Oudiette and Co called observing the move during the experiment a “eureka moment.” However, this happened only shortly after waking up – on average about 30 minutes later. According to the authors, the reason for this delay is unclear. They state that according to tradition, the inventor Edison had a brain wave right after he woke up. Sleep researcher Penzel isn’t surprised that the positive effect has been a long time coming. Eventually, the organism only has to start slowly when the N1 phase ends abruptly. “Wake up is not a switch that you flick. These are processes that take time.” For the Innsbruck specialist headbreeder, this delay raises the question of whether creative performance occurs when the road is rolling and only The latter enters consciousness. Or whether Twilight Away enables you to achieve a special feat later.
What we build in our little dreams can be important
Penzel speaks of a “brilliant idea”. So is this a trick everyone can use to increase their creative output? “I’m skeptical about it. To some extent, though, it may be possible.” The study authors, working with the auditor, emphasize that the success of the method is absolutely crucial to the selection of the object placed in the hand. IMPORTANT. It should make a loud enough sound when falling. It should also be smooth enough that it easily slips out of your hand when you’re in twilight and big enough that your fist can’t close around it.

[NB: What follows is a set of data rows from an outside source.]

use crate::core::auditor::project_key;
use crate::domain::model::{MilestoneRecord, NormalizedMilestone, PercentScale, RawValue};
use crate::utils::error::{ForecastError, Result};
use rust_decimal::Decimal;
use serde::{Deserialize, Serialize};
use std::collections::HashMap;
use std::str::FromStr;

/// 0-1 與 0-100 的判定方式
#[derive(Debug, Clone, Copy, PartialEq, Eq, Default, Serialize, Deserialize)]
#[cfg_attr(feature = "cli", derive(clap::ValueEnum))]
#[serde(rename_all = "kebab-case")]
pub enum ScaleMode {
    /// 逐值判斷：`> 1` 視為百分比，所以 `1` 是 100%
    #[default]
    PerValue,
    /// 每個專案依最大值決定一種尺度
    PerProject,
    /// 整份檔案依最大值決定一種尺度
    PerDataset,
}

impl std::fmt::Display for ScaleMode {
    fn fmt(&self, f: &mut std::fmt::Formatter<'_>) -> std::fmt::Result {
        let name = match self {
            Self::PerValue => "per-value",
            Self::PerProject => "per-project",
            Self::PerDataset => "per-dataset",
        };
        f.write_str(name)
    }
}

#[derive(Debug, Clone, Copy, PartialEq, Eq)]
pub struct NormalizedPercent {
    pub fraction: Decimal,
    pub scale: PercentScale,
}

impl NormalizedPercent {
    const UNPARSABLE: Self = Self {
        fraction: Decimal::ZERO,
        scale: PercentScale::Unparsable,
    };
}

/// 解析數值；無法解析時回傳 `None`
pub fn parse_decimal(raw: &RawValue) -> Option<Decimal> {
    match raw {
        RawValue::Number(n) => Some(*n),
        RawValue::Text(text) => {
            let text = text.trim();
            if text.is_empty() {
                return None;
            }
            Decimal::from_str(text)
                .or_else(|_| Decimal::from_scientific(text))
                .ok()
        }
        RawValue::Empty => None,
    }
}

fn scaled(value: Decimal, as_percent: bool) -> NormalizedPercent {
    if as_percent {
        NormalizedPercent {
            fraction: value / Decimal::ONE_HUNDRED,
            scale: PercentScale::Percent,
        }
    } else {
        NormalizedPercent {
            fraction: value,
            scale: PercentScale::Fraction,
        }
    }
}

/// 逐值規則：大於 1 除以 100，無法解析為 0
pub fn resolve_percent(raw: &RawValue) -> NormalizedPercent {
    match parse_decimal(raw) {
        Some(value) => scaled(value, value > Decimal::ONE),
        None => NormalizedPercent::UNPARSABLE,
    }
}

/// 只回傳比例
pub fn normalize(raw: impl Into<RawValue>) -> Decimal {
    resolve_percent(&raw.into()).fraction
}

/// 依 `mode` 解析每一列的百分比，順序與輸入相同
pub fn resolve_all(records: &[MilestoneRecord], mode: ScaleMode) -> Vec<NormalizedPercent> {
    let parsed: Vec<Option<Decimal>> = records.iter().map(|r| parse_decimal(&r.raw_percent)).collect();

    let percent_scale: Vec<bool> = match mode {
        ScaleMode::PerValue => parsed
            .iter()
            .map(|v| v.is_some_and(|v| v > Decimal::ONE))
            .collect(),
        ScaleMode::PerProject => {
            let mut max_by_project: HashMap<String, Decimal> = HashMap::new();
            for (record, value) in records.iter().zip(&parsed) {
                if let Some(value) = value {
                    let max = max_by_project
                        .entry(project_key(&record.project))
                        .or_insert(*value);
                    *max = (*max).max(*value);
                }
            }
            records
                .iter()
                .map(|r| {
                    max_by_project
                        .get(&project_key(&r.project))
                        .is_some_and(|max| *max > Decimal::ONE)
                })
                .collect()
        }
        ScaleMode::PerDataset => {
            let as_percent = parsed.iter().flatten().any(|v| *v > Decimal::ONE);
            vec![as_percent; records.len()]
        }
    };

    parsed
        .into_iter()
        .zip(percent_scale)
        .map(|(value, as_percent)| match value {
            Some(value) => scaled(value, as_percent),
            None => NormalizedPercent::UNPARSABLE,
        })
        .collect()
}

impl NormalizedMilestone {
    /// 計算金額、天數與日攤金額；結束日早於開始日時回傳 `DateRangeError`
    pub fn from_record(record: MilestoneRecord, percent: NormalizedPercent) -> Result<Self> {
        let span_days = (record.end_date - record.start_date).num_days() + 1;
        if span_days <= 0 {
            return Err(ForecastError::date_range(
                record.row,
                record.milestone_name.clone(),
                format!(
                    "end date {} is before start date {}",
                    record.end_date, record.start_date
                ),
            ));
        }

        let amount = record
            .total_value
            .checked_mul(percent.fraction)
            .ok_or_else(|| {
                ForecastError::computation(format!(
                    "row {}: amount {} x {} overflows",
                    record.row, record.total_value, percent.fraction
                ))
            })?;
        let daily_rate = amount
            .checked_div(Decimal::from(span_days))
            .ok_or_else(|| {
                ForecastError::computation(format!("row {}: cannot derive day rate", record.row))
            })?;

        Ok(Self {
            record,
            fraction: percent.fraction,
            scale: percent.scale,
            amount,
            span_days,
            daily_rate,
        })
    }
}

American researchers, led by Adam Horowitz of the US Massachusetts Institute of Technology (MIT), are already a step ahead and have brought inventor Icon Edison’s vision into the 21st century. Your dormio system artificially enhances the state of hypnosis and ensures that what is perceived can be evaluated and used later.
For this purpose, it is closely monitored that a test subject who is just starting in the morning does not leave the N1 phase. If he threatens to fall into a deep sleep, under certain conditions a sound brings him a little closer to the state of wakefulness without being fully conscious. The researchers found that the subjects made up these words in their dreams. In addition, between waking and sleeping in the state the test subjects are encouraged to describe what is going on in their minds. This conversation will be recorded, write dormio inventor. “We don’t want people to forget their useful ideas again.”